Addendum: Silly me. I should have realized that, however deep and sincere Senator Nelson's beliefs about abortion are, what he's mainly after is more bucks for Nebraska. (I think that "are" in that last clause would be wrong, don't you?)  Hope that turns out to be his true goal. This is no time to be straining at gnats. And by the way, what on earth does MoveOn.org think it's doing? Saying the Senate bill should be voted down because there's no public option? I mean, please. Leave the irrational ideological rigidity to the other side.

Thursday, December 17, 2009

When Spooks Get MBAs

Just when I thought things couldn't get any weirder, it turns out that Blackwater employees were accompanying  CIA operatives on clandestine missions to grab and transport suspected insurgents in Iraq and Afghanistan. Seem odd? Not to the agency; according the the December 10 New York Times, a spokesman said,“Contractors give you flexibility in shaping and managing your talent mix — especially in the short term — but the accountability’s still yours."

I'm looking forward to seeing the newest uses of contractors to flexibly shape and manage the talent mix. Will municipalities start hiring Brink's guards to help out with SWAT team chores? In the short term, of course.

Saturday, December 12, 2009

Worst Science Journalism Paragraph of the Year

Particle colliders get their magic from Einstein’s equation of mass and energy. The more energy that these machines can pack into their little fireballs, in effect the farther back in time they can go, and the smaller and smaller things they can see.
 New York Times, 12/9/09

Got that? It's magic! Mass equals energy equals, um, time equals... size...

Wednesday, December 9, 2009

It's probably nothing,but...

For a variety of statistical reasons, please don't overinterpret the following fact, but all the same it's striking: In the recent Senate vote on drastically tightening abortion restrictions in the health-care bill, seven Democrats voted in favor. All were men. Two Republicans voted against. Both were women.

Tuesday, December 8, 2009

Th_ee mo_e obse_vations on the missing __

1. Contrary to what I implied in my posting of August 20 ("The R in English Literature"), dialects that drop the R in words like "hard" or "father"--such dialects, I have recently learned, are called "non-rhotic"--are apparently not universal in Britain. There are still some rhotic speakers in the west of England and in Scotland. Of course, many features of American speech, and culture in general, that we think of as differentiating us from the British can be traced back to particular regions in Britain whence the settlers of America came.

Rhotic dialects in England are disappearing under the pressure of the higher social status of standard pronunciation, just as non-rhotic dialects are in the U.S. There's an interesting research question here: In the U.S., a strong non-rhotic Boston or New York accent marks one as being of lower social or intellectual status, but a non-rhotic British accent is a mark of higher status, and is often even considered affected. This presumably goes back to an American sense of cultural inferiority. What I wonder is how most people in Britain now perceive an American accent, and how that's changed over time.

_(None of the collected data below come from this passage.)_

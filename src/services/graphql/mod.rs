//! Subgraph-compatible GraphQL layer
//!
//! Entity descriptors come from [entities] through the [orm] mapper; [schema]
//! turns them into a dynamic schema whose resolvers plan through [resolvers]
//! and batch relations through [loaders]. [service] wraps it all in the
//! request pipeline.

pub mod entities;
pub mod errors;
pub mod filters;
pub mod guardrails;
pub mod loaders;
pub mod orm;
pub mod propagation;
pub mod resolvers;
pub mod schema;
pub mod service;

pub use errors::{ConfigurationError, EngineError, ValidationError};
pub use guardrails::GuardrailLimits;
pub use schema::{SubgraphSchema, build_schema};
pub use service::QueryEngine;
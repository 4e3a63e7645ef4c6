//! ENS subgraph entity declarations
//!
//! Each module declares one entity type of the legacy ENS subgraph and how it
//! sits on the relational store. [definitions] feeds them all to the mapper.

pub mod account;
pub mod domain;
pub mod registration;
pub mod resolver;
pub mod wrapped_domain;

use super::orm::EntityDef;

/// Every entity exposed by the endpoint.
pub fn definitions() -> Vec<EntityDef> {
    vec![
        domain::definition(),
        account::definition(),
        resolver::definition(),
        registration::definition(),
        wrapped_domain::definition(),
    ]
}
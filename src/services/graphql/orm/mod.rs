//! Relational mapping layer
//!
//! The mapper describes how subgraph entities sit on tables, the builder turns
//! a resolved query into parameterized SQL, and pagination resolves windows
//! and orderings. Everything here is synchronous and does no I/O.

pub mod builder;
pub mod mapper;
pub mod pagination;
pub mod values;

pub use builder::{EntityQuery, SqlParams, SqlStatement};
pub use mapper::{
    ColumnSpec, EntityDef, EntityTypeDescriptor, FieldDescriptor, ForeignKey, Nullability,
    RelationDescriptor, RelationKind, SchemaMapper,
};
pub use pagination::{FirstLimitPolicy, OrderDirection, OrderSpec, PaginationLimits, Window};
pub use values::{ColumnValue, EntityRow, ScalarKind, SqlValue};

2. People who listen to non-rhotic speakers in the U.S. often believe that these speakers overcompensate, as it were, by adding an R to words ending in a vowel. Thus, my brother-in-law jokes that his relatives refer to his cousin Marla as "Mahler." As far as I can tell, though, this is generally not true; the R is inserted only between two vowels. There is a startlingly clear demonstration on Geoff and Maria Muldaur's Pottery Pie album, when Maria, a native of New York, sings "Georgia On My Mind":

Georgia, Georgia,
The whole day through
Just an old sweet song
Keeps Georgeron my mind, Georgeron my mind...

Oddly, or not, this is where non-rhotic speakers usually preserve a real R. Incidentally, Gregg Allman used to listen to a continuous tape loop of Amos Garrett's guitar solo on this track. Just thought I'd mention that.

3. A non-rhotic children's joke:

What did the chick say when the hen laid an orange?
 "Hey! Look at the orange marmalade!"